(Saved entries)
Segment Open

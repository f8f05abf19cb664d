use thiserror::Error;

use crate::workflow::WorkflowError;

#[derive(Clone, Debug, Error, PartialEq, Eq)]
pub enum DomainError {
    #[error("unknown event type `{0}`")]
    UnknownEventType(String),
    #[error("invalid payload for `{event_type}`: {reason}")]
    InvalidEventPayload { event_type: String, reason: String },
    #[error(transparent)]
    Workflow(#[from] WorkflowError),
    #[error("domain invariant violation: {0}")]
    InvariantViolation(String),
}

#[derive(Clone, Debug, Error, PartialEq, Eq)]
pub enum ApplicationError {
    #[error(transparent)]
    Domain(#[from] DomainError),
    #[error("not found: {0}")]
    NotFound(String),
    #[error("concurrent modification: {0}")]
    Conflict(String),
    #[error("persistence failure: {0}")]
    Persistence(String),
    #[error("integration failure: {0}")]
    Integration(String),
    #[error("configuration failure: {0}")]
    Configuration(String),
}

#[derive(Clone, Debug, Error, PartialEq, Eq)]
pub enum InterfaceError {
    #[error("bad request: {message}")]
    BadRequest { message: String, correlation_id: String },
    #[error("not found: {message}")]
    NotFound { message: String, correlation_id: String },
    #[error("conflict: {message}")]
    Conflict { message: String, correlation_id: String },
    #[error("service unavailable: {message}")]
    ServiceUnavailable { message: String, correlation_id: String },
    #[error("internal error: {message}")]
    Internal { message: String, correlation_id: String },
}

impl InterfaceError {
    pub fn user_message(&self) -> &'static str {
        match self {
            Self::BadRequest { .. } => {
                "The request could not be processed. Check inputs and try again."
            }
            Self::NotFound { .. } => "The requested item does not exist.",
            Self::Conflict { .. } => {
                "This item was changed by someone else. Refresh and try again."
            }
            Self::ServiceUnavailable { .. } => {
                "The service is temporarily unavailable. Please retry shortly."
            }
            Self::Internal { .. } => "An unexpected internal error occurred.",
        }
    }
}

impl ApplicationError {
    pub fn into_interface(self, correlation_id: impl Into<String>) -> InterfaceError {
        let correlation_id = correlation_id.into();
        let mut mapped = InterfaceError::from(self);
        match &mut mapped {
            InterfaceError::BadRequest { correlation_id: id, .. }
            | InterfaceError::NotFound { correlation_id: id, .. }
            | InterfaceError::Conflict { correlation_id: id, .. }
            | InterfaceError::ServiceUnavailable { correlation_id: id, .. }
            | InterfaceError::Internal { correlation_id: id, .. } => *id = correlation_id,
        }
        mapped
    }
}

impl From<ApplicationError> for InterfaceError {
    fn from(value: ApplicationError) -> Self {
        let unassigned = || "unassigned".to_owned();
        match value {
            ApplicationError::Domain(error) => {
                Self::BadRequest { message: error.to_string(), correlation_id: unassigned() }
            }
            ApplicationError::NotFound(message) => {
                Self::NotFound { message, correlation_id: unassigned() }
            }
            ApplicationError::Conflict(message) => {
                Self::Conflict { message, correlation_id: unassigned() }
            }
            ApplicationError::Persistence(message) | ApplicationError::Integration(message) => {
                Self::ServiceUnavailable { message, correlation_id: unassigned() }
            }
            ApplicationError::Configuration(message) => {
                Self::Internal { message, correlation_id: unassigned() }
            }
        }
    }
}
use std::collections::BTreeMap;

use async_trait::async_trait;
use chrono::{DateTime, SecondsFormat, Utc};
use serde::Serialize;
use thiserror::Error;

use rapport_core::domain::action::{ActionId, ActionStatus, AgentAction};
use rapport_core::domain::event::{EventId, SystemEvent};
use rapport_core::domain::graph::{ContextEdge, ContextNode, DecisionTrace, EntityRef};
use rapport_core::domain::person::{Person, PersonId};
use rapport_core::reasoning::GraphReader;

pub mod action;
pub mod event;
pub mod graph;
pub mod memory;
pub mod person;

pub use action::SqlActionRepository;
pub use event::SqlEventRepository;
pub use graph::SqlContextGraphRepository;
pub use memory::{
    InMemoryActionRepository, InMemoryContextGraphRepository, InMemoryEventRepository,
    InMemoryPersonRepository,
};
pub use person::SqlPersonRepository;

#[derive(Debug, Error)]
pub enum RepositoryError {
    #[error("database error: {0}")]
    Database(#[from] sqlx::Error),
    #[error("decode error: {0}")]
    Decode(String),
    #[error("encode error: {0}")]
    Encode(String),
}

#[derive(Clone, Debug, Default, PartialEq, Eq, Serialize)]
#[serde(rename_all = "camelCase")]
pub struct EventStats {
    pub total: u64,
    pub by_type: BTreeMap<String, u64>,
    pub by_category: BTreeMap<String, u64>,
    pub unprocessed: u64,
}

#[async_trait]
pub trait PersonRepository: Send + Sync {
    async fn find_by_id(&self, id: &PersonId) -> Result<Option<Person>, RepositoryError>;
    async fn save(&self, person: Person) -> Result<(), RepositoryError>;
}

#[async_trait]
pub trait EventRepository: Send + Sync {
    async fn insert(&self, event: &SystemEvent) -> Result<(), RepositoryError>;

    async fn find_by_id(&self, id: &EventId) -> Result<Option<SystemEvent>, RepositoryError>;

    /// Returns `false` when no such event exists.
    async fn mark_processed(&self, id: &EventId) -> Result<bool, RepositoryError>;

    async fn stats(&self) -> Result<EventStats, RepositoryError>;

    /// Deletes processed events created strictly before `cutoff`. Unprocessed
    /// events are kept regardless of age.
    async fn purge_processed_before(&self, cutoff: DateTime<Utc>) -> Result<u64, RepositoryError>;
}

#[async_trait]
pub trait ActionRepository: Send + Sync {
    async fn insert(&self, action: &AgentAction) -> Result<(), RepositoryError>;

    async fn find_by_id(&self, id: &ActionId) -> Result<Option<AgentAction>, RepositoryError>;

    /// Writes `action` only if the stored row still carries `expected_version`.
    /// Returns `false` when another writer got there first.
    async fn compare_and_swap(
        &self,
        expected_version: u32,
        action: &AgentAction,
    ) -> Result<bool, RepositoryError>;

    /// Most recent first.
    async fn list_by_status(
        &self,
        status: ActionStatus,
        limit: u32,
    ) -> Result<Vec<AgentAction>, RepositoryError>;

    /// Oldest first.
    async fn list_for_event(&self, event_id: &EventId)
        -> Result<Vec<AgentAction>, RepositoryError>;
}

#[async_trait]
pub trait ContextGraphRepository: GraphReader<Error = RepositoryError> {
    /// Inserts `node` unless a node with the same `(node_type, entity_id)`
    /// exists, then returns whichever node is stored. Atomic per key.
    async fn get_or_create_node(&self, node: &ContextNode) -> Result<ContextNode, RepositoryError>;

    async fn insert_edge(&self, edge: &ContextEdge) -> Result<(), RepositoryError>;

    async fn insert_trace(&self, trace: &DecisionTrace) -> Result<(), RepositoryError>;

    /// Most recent first, at most `limit` rows.
    async fn traces_for_entity(
        &self,
        entity: &EntityRef,
        limit: u32,
    ) -> Result<Vec<DecisionTrace>, RepositoryError>;
}

/// Fixed-width RFC 3339 so stored timestamps sort lexically.
pub(crate) fn format_timestamp(value: &DateTime<Utc>) -> String {
    value.to_rfc3339_opts(SecondsFormat::Nanos, true)
}

pub(crate) fn parse_timestamp(
    column: &str,
    value: String,
) -> Result<DateTime<Utc>, RepositoryError> {
    DateTime::parse_from_rfc3339(&value).map(|timestamp| timestamp.with_timezone(&Utc)).map_err(
        |error| {
            RepositoryError::Decode(format!("invalid timestamp in `{column}`: `{value}` ({error})"))
        },
    )
}

pub(crate) fn parse_optional_timestamp(
    column: &str,
    value: Option<String>,
) -> Result<Option<DateTime<Utc>>, RepositoryError> {
    value.map(|timestamp| parse_timestamp(column, timestamp)).transpose()
}

pub(crate) fn parse_u32(column: &str, value: i64) -> Result<u32, RepositoryError> {
    u32::try_from(value).map_err(|_| {
        RepositoryError::Decode(format!(
            "invalid value for `{column}` (expected non-negative u32): {value}"
        ))
    })
}

pub(crate) fn parse_json<T>(column: &str, value: &str) -> Result<T, RepositoryError>
where
    T: serde::de::DeserializeOwned,
{
    serde_json::from_str(value)
        .map_err(|error| RepositoryError::Decode(format!("invalid json in `{column}`: {error}")))
}

pub(crate) fn to_json<T>(column: &str, value: &T) -> Result<String, RepositoryError>
where
    T: Serialize + ?Sized,
{
    serde_json::to_string(value)
        .map_err(|error| RepositoryError::Encode(format!("could not encode `{column}`: {error}")))
}


#[cfg(test)]
mod tests {
    use super::{format_timestamp, parse_timestamp, test_support::parse_ts};

    #[test]
    fn timestamps_round_trip_and_sort_lexically() {
        let earlier = parse_ts("2026-03-01T09:00:00Z");
        let later = parse_ts("2026-03-01T09:00:00.5Z");

        let earlier_text = format_timestamp(&earlier);
        let later_text = format_timestamp(&later);

        assert!(earlier_text < later_text);
        assert_eq!(parse_timestamp("created_at", later_text).expect("parse"), later);
    }
}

Segment Closed

— Task details —
Lines with the string "could": say how many appear in the entries above, giving the number alone.

— Written solution —
2